Prior to his return to magic, Tavella was working in music and traveling the country with his wife doing missionary work. Faith is a big part of his life.
“I like working with people who need help, working with communities,” he says. “My wife and I want to serve other people.”
Over the years, he says, he has grown and experienced new freedom.
“I found hope and purpose in life,” he says. “Magic is away to tell these stories … things I have learned and the hope we have experienced.”
Tavella loves being on stage and entertaining. As the winner of AGT Season 16, one of his goals will be to get his story out to as many people as possible.
“I joke about getting a minivan,” he says. “I would love to adopt more kids that need help. Money aside, I want to build my family and do more outreach. If I could position myself to do what I love and be with the people I love, that is a win for me. For us, we want to keep growing, take advantage of this together as a family, and reach as many people as possible. That’s the dream.”
As a performer and entertainer, he’s happy to get to a point in his career where he is able to perform on television for millions of people.
“It’s been an honor for me that people are connecting with me,” he says. “I feel really proud.”
Inspiration in the Air: Performer Aidan Bryant
Aerialist Aidan Bryant of Prince George finished in second place in last night’s AGT season finale.

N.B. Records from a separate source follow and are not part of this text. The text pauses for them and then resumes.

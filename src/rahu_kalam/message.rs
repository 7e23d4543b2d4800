/*
Rahu Kalam Daemon: Sends the day's Rahu Kalam to WhatsApp as a voice note.
Copyright (C) 2024 amFOSS

This program is free software: you can redistribute it and/or modify
it under the terms of the GNU General Public License as published by
the Free Software Foundation, either version 3 of the License, or
(at your option) any later version.

This program is distributed in the hope that it will be useful,
but WITHOUT ANY WARRANTY; without even the implied warranty of
MERCHANTABILITY or FITNESS FOR A PARTICULAR PURPOSE.  See the
GNU General Public License for more details.

You should have received a copy of the GNU General Public License
along with this program.  If not, see <https://www.gnu.org/licenses/>.
*/
use chrono::Weekday;

use super::spoken::{format_spoken_time, Locale};
use super::RahuKalamWindow;

const ENGLISH_DAYS: [&str; 7] = [
    "Sunday",
    "Monday",
    "Tuesday",
    "Wednesday",
    "Thursday",
    "Friday",
    "Saturday",
];

const TAMIL_DAYS: [&str; 7] = [
    "ஞாயிறு",
    "திங்கள்",
    "செவ்வாய்",
    "புதன்",
    "வியாழன்",
    "வெள்ளி",
    "சனி",
];

pub fn weekday_name(weekday: Weekday, locale: Locale) -> &'static str {
    let index = weekday.num_days_from_sunday() as usize;
    match locale {
        Locale::En => ENGLISH_DAYS[index],
        Locale::Ta => TAMIL_DAYS[index],
    }
}

/// The morning greeting on its own, without any Rahu Kalam details.
pub fn compose_greeting(weekday: Weekday, locale: Locale) -> String {
    let day = weekday_name(weekday, locale);
    match locale {
        Locale::En => format!("Good morning and happy {}! 🌞", day),
        Locale::Ta => format!("இனிய காலை வணக்கம்! 🌞 இன்று {}.", day),
    }
}

/// Greeting followed by the day's Rahu Kalam, ready to be handed to TTS.
pub fn compose_message(weekday: Weekday, window: &RahuKalamWindow, locale: Locale) -> String {
    let start = format_spoken_time(&window.start, locale);
    let end = format_spoken_time(&window.end, locale);
    let rahu = match locale {
        Locale::En => format!("Today's Rahu Kalam is from {} to {}.", start, end),
        Locale::Ta => format!("இன்றைய ராகு காலம் {} முதல் {} வரை.", start, end),
    };

    format!("{} {}", compose_greeting(weekday, locale), rahu)
}

#[cfg(test)]
mod tests {
    use super::*;
    use chrono::TimeZone;
    use chrono_tz::Asia::Kolkata;

    fn window(start: (u32, u32), end: (u32, u32)) -> RahuKalamWindow {
        RahuKalamWindow {
            start: Kolkata
                .with_ymd_and_hms(2024, 1, 3, start.0, start.1, 0)
                .unwrap(),
            end: Kolkata.with_ymd_and_hms(2024, 1, 3, end.0, end.1, 0).unwrap(),
        }
    }

    #[test]
    fn weekday_tables_start_on_sunday() {
        assert_eq!(weekday_name(Weekday::Sun, Locale::En), "Sunday");
        assert_eq!(weekday_name(Weekday::Sat, Locale::En), "Saturday");
        assert_eq!(weekday_name(Weekday::Sun, Locale::Ta), "ஞாயிறு");
        assert_eq!(weekday_name(Weekday::Wed, Locale::Ta), "புதன்");
    }

    #[test]
    fn english_greeting() {
        assert_eq!(
            compose_greeting(Weekday::Mon, Locale::En),
            "Good morning and happy Monday! 🌞"
        );
    }

    #[test]
    fn tamil_message_for_wednesday() {
        let message = compose_message(Weekday::Wed, &window((12, 0), (13, 30)), Locale::Ta);
        assert_eq!(
            message,
            "இனிய காலை வணக்கம்! 🌞 இன்று புதன். இன்றைய ராகு காலம் மதியம் பன்னிரண்டு மணி முதல் மதியம் ஒன்று மணி முப்பது நிமிடம் வரை."
        );
    }

    #[test]
    fn english_message_uses_clock_digits() {
        let message = compose_message(Weekday::Fri, &window((10, 30), (12, 0)), Locale::En);
        assert_eq!(
            message,
            "Good morning and happy Friday! 🌞 Today's Rahu Kalam is from 10:30 to 12:00."
        );
    }
}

Sixteen-year-old Aidan Bryant embodies the word resourceful. At at the age of fourteen he was so enamored with the acrobatic aerial moves he saw superstar singer P!nk perform during one of her concerts, he decided to learn all he could about aerial performance.

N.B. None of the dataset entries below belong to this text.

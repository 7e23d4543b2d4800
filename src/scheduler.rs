/*
Rahu Kalam Daemon: Sends the day's Rahu Kalam to WhatsApp as a voice note.
Copyright (C) 2024 amFOSS

This program is free software: you can redistribute it and/or modify
it under the terms of the GNU General Public License as published by
the Free Software Foundation, either version 3 of the License, or
(at your option) any later version.

This program is distributed in the hope that it will be useful,
but WITHOUT ANY WARRANTY; without even the implied warranty of
MERCHANTABILITY or FITNESS FOR A PARTICULAR PURPOSE.  See the
GNU General Public License for more details.

You should have received a copy of the GNU General Public License
along with this program.  If not, see <https://www.gnu.org/licenses/>.
*/
use crate::green_api::Delivery;
use crate::tasks::{Announcer, Task};
use crate::utils::time::{next_run_after, time_until};

use anyhow::Context as _;
use chrono::{NaiveDate, NaiveTime, Utc};
use chrono_tz::Tz;
use tracing::{debug, error};

/// Where a composed announcement ends up.
pub enum Output {
    /// Print the message and stop; no service is contacted.
    Print,
    Announce(Announcer),
}

/// Runs `task` for `date` once. Either the whole pipeline succeeds or the
/// first failing step's error is returned.
pub async fn run_once(
    task: &dyn Task,
    output: &Output,
    date: NaiveDate,
) -> anyhow::Result<Option<Delivery>> {
    debug!("Running task {} for {}", task.name(), date);
    let announcement = task
        .compose(date)
        .await
        .with_context(|| format!("Task {} could not compose its message", task.name()))?;
    debug!("{}", announcement.text);

    match output {
        Output::Print => {
            println!("{}", announcement.text);
            Ok(None)
        }
        Output::Announce(announcer) => announcer.announce(&announcement).await.map(Some),
    }
}

/// Sleeps until `send_at` on the clock of `tz`, runs the task for that day
/// and goes back to sleep. Failures are logged and the next day is tried.
pub async fn run_daily(task: Box<dyn Task>, output: Output, tz: Tz, send_at: NaiveTime) {
    let mut last = None;
    loop {
        let now = Utc::now().with_timezone(&tz);
        let next = next_run_after(now, last, send_at);
        last = Some(next);
        let next_run_in = time_until(now, next);
        debug!("Task {}: Next run in {:?}", task.name(), next_run_in);
        tokio::time::sleep(next_run_in).await;

        debug!("Running task {}", task.name());
        if let Err(e) = run_once(task.as_ref(), &output, next.date_naive()).await {
            error!("Could not run task {}, error {:#}", task.name(), e);
        }
    }
}
/*
Rahu Kalam Daemon: Sends the day's Rahu Kalam to WhatsApp as a voice note.
Copyright (C) 2024 amFOSS

This program is free software: you can redistribute it and/or modify
it under the terms of the GNU General Public License as published by
the Free Software Foundation, either version 3 of the License, or
(at your option) any later version.

This program is distributed in the hope that it will be useful,
but WITHOUT ANY WARRANTY; without even the implied warranty of
MERCHANTABILITY or FITNESS FOR A PARTICULAR PURPOSE.  See the
GNU General Public License for more details.

You should have received a copy of the GNU General Public License
along with this program.  If not, see <https://www.gnu.org/licenses/>.
*/
mod message;
mod spoken;

pub use message::{compose_greeting, compose_message, weekday_name};
pub use spoken::{format_spoken_time, Locale};

use anyhow::Context as _;
use chrono::{DateTime, Datelike, NaiveDate, Weekday};
use chrono_tz::Tz;
use tracing::{debug, trace};

use crate::day_window::{DayWindow, DayWindowSource};

/// Daylight is split into this many equal parts, one of which is Rahu Kalam.
pub const PARTS_PER_DAY: i32 = 8;

/// The 1-based part of the day that is inauspicious on `weekday`.
pub fn rahu_slot(weekday: Weekday) -> u32 {
    match weekday {
        Weekday::Sun => 8,
        Weekday::Mon => 2,
        Weekday::Tue => 7,
        Weekday::Wed => 5,
        Weekday::Thu => 6,
        Weekday::Fri => 4,
        Weekday::Sat => 3,
    }
}

/// Number of whole parts between sunrise and the start of the window.
/// Always in `0..PARTS_PER_DAY`, whatever the slot table holds.
pub fn effective_slot(slot: u32) -> i32 {
    (slot as i32 - 1).rem_euclid(PARTS_PER_DAY)
}

#[derive(Clone, Copy, Debug, PartialEq, Eq)]
pub struct RahuKalamWindow {
    pub start: DateTime<Tz>,
    pub end: DateTime<Tz>,
}

/// Places the window for `weekday` inside `day`.
///
/// Panics if `day` is empty or inverted; sources reject such data before it
/// gets here.
pub fn window_for(weekday: Weekday, day: &DayWindow) -> RahuKalamWindow {
    assert!(
        day.sunrise < day.sunset,
        "Sunset ({}) must come after sunrise ({})",
        day.sunset,
        day.sunrise
    );

    let part = day.length() / PARTS_PER_DAY;
    let start = day.sunrise + part * effective_slot(rahu_slot(weekday));

    RahuKalamWindow {
        start,
        end: start + part,
    }
}

/// Computes the Rahu Kalam window for `date`, asking `source` for the day's
/// sunrise and sunset. A failing source fails the computation.
pub async fn compute_window(
    date: NaiveDate,
    source: &dyn DayWindowSource,
) -> anyhow::Result<RahuKalamWindow> {
    trace!("Running compute_window for {}", date);
    let day = source.day_window(date).await.with_context(|| {
        format!(
            "Failed to get sunrise and sunset for {} from {}",
            date,
            source.name()
        )
    })?;
    debug!("Day window: {:?}", day);

    let window = window_for(date.weekday(), &day);
    debug!(
        "Rahu Kalam on {} ({}): {} - {}",
        date,
        date.weekday(),
        window.start,
        window.end
    );
    Ok(window)
}
/*
Rahu Kalam Daemon: Sends the day's Rahu Kalam to WhatsApp as a voice note.
Copyright (C) 2024 amFOSS

This program is free software: you can redistribute it and/or modify
it under the terms of the GNU General Public License as published by
the Free Software Foundation, either version 3 of the License, or
(at your option) any later version.

This program is distributed in the hope that it will be useful,
but WITHOUT ANY WARRANTY; without even the implied warranty of
MERCHANTABILITY or FITNESS FOR A PARTICULAR PURPOSE.  See the
GNU General Public License for more details.

You should have received a copy of the GNU General Public License
along with this program.  If not, see <https://www.gnu.org/licenses/>.
*/
use thiserror::Error;

/// Problems with the environment or command line, raised once at startup
/// before any service is contacted.
#[derive(Debug, Error)]
pub enum ConfigError {
    #[error("{0} was not found in the ENV")]
    Missing(&'static str),

    #[error("{name} has an invalid value {value:?}: {reason}")]
    Invalid {
        name: &'static str,
        value: String,
        reason: String,
    },

    #[error("Unknown locale {0:?}, expected \"en\" or \"ta\"")]
    UnknownLocale(String),

    #[error("Unknown sunrise source {0:?}, expected \"fixed\" or \"remote\"")]
    UnknownSource(String),
}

“I didn’t know this existed. I started researching aerial and what I could do with it,” says Bryant who is a finalist on NBC’s hit show America’s Got Talent. “I wanted to try all these moves and try to perfect them.”
He began rummaging around in a closet in his home, found a bedsheet, tied two straps to it and went outside and put it up in a tree using a ladder.
“I did flips upside down. It was fun,” says the Prince George high school junior. “It was like being a kid. It was like doing the monkey bars to me.”
Each day Bryant would show his mom his new tricks when she came home from work. It wasn’t long before she began using the family’s riding lawn mower to help pull the rope that would hoist Bryant into the air. “Then we got a golf cart so it would be faster,” he says. “I saved up and got a giant aerial rig. We did all of this in our backyard.”
Bryant has gained more strength and flexibility in the past two years. “It’s great to have [the aerial work] because I don’t like to exercise,” he says. “I do my exercise on the apparatus. I normally practice three hours a day.”After perfecting his routine, he sent a video to America’s Got Talent. Next came a virtual audition and later, a live stage audition in front of the show’s four celebrity judges. “I made up my routine for my audition and picked the song,” he says.
Bryant uses the flow of the music to help determine the moves he will add to each routine. “I can play with the apparatus and see what comes out of it to find different moves,” he says.
He has performed using the aerial hoop, aerial straps, and a combination of both on the AGT stage. The teenager isn’t afraid to try something new each time he performs for an audience. His last two live performances have featured tricks he had never done before.
“When you listen to the music like dancers do, you start getting into it. It’s like dancing on an apparatus in the air,” he says.
His classmates and teachers in Prince George have been very supportive as has his mom. “She watches everything I do,” he says. “She was my first fan.”
He was thrilled when celebrity judge Sophia Vergara told him that he was an inspiration to others.
“I want to be an inspiration to everybody,” he says.
Bryant says he wants to continue performing, but his end goal is to open up an aerial studio. “I want to teach kids and all people how to learn aerial,” he says.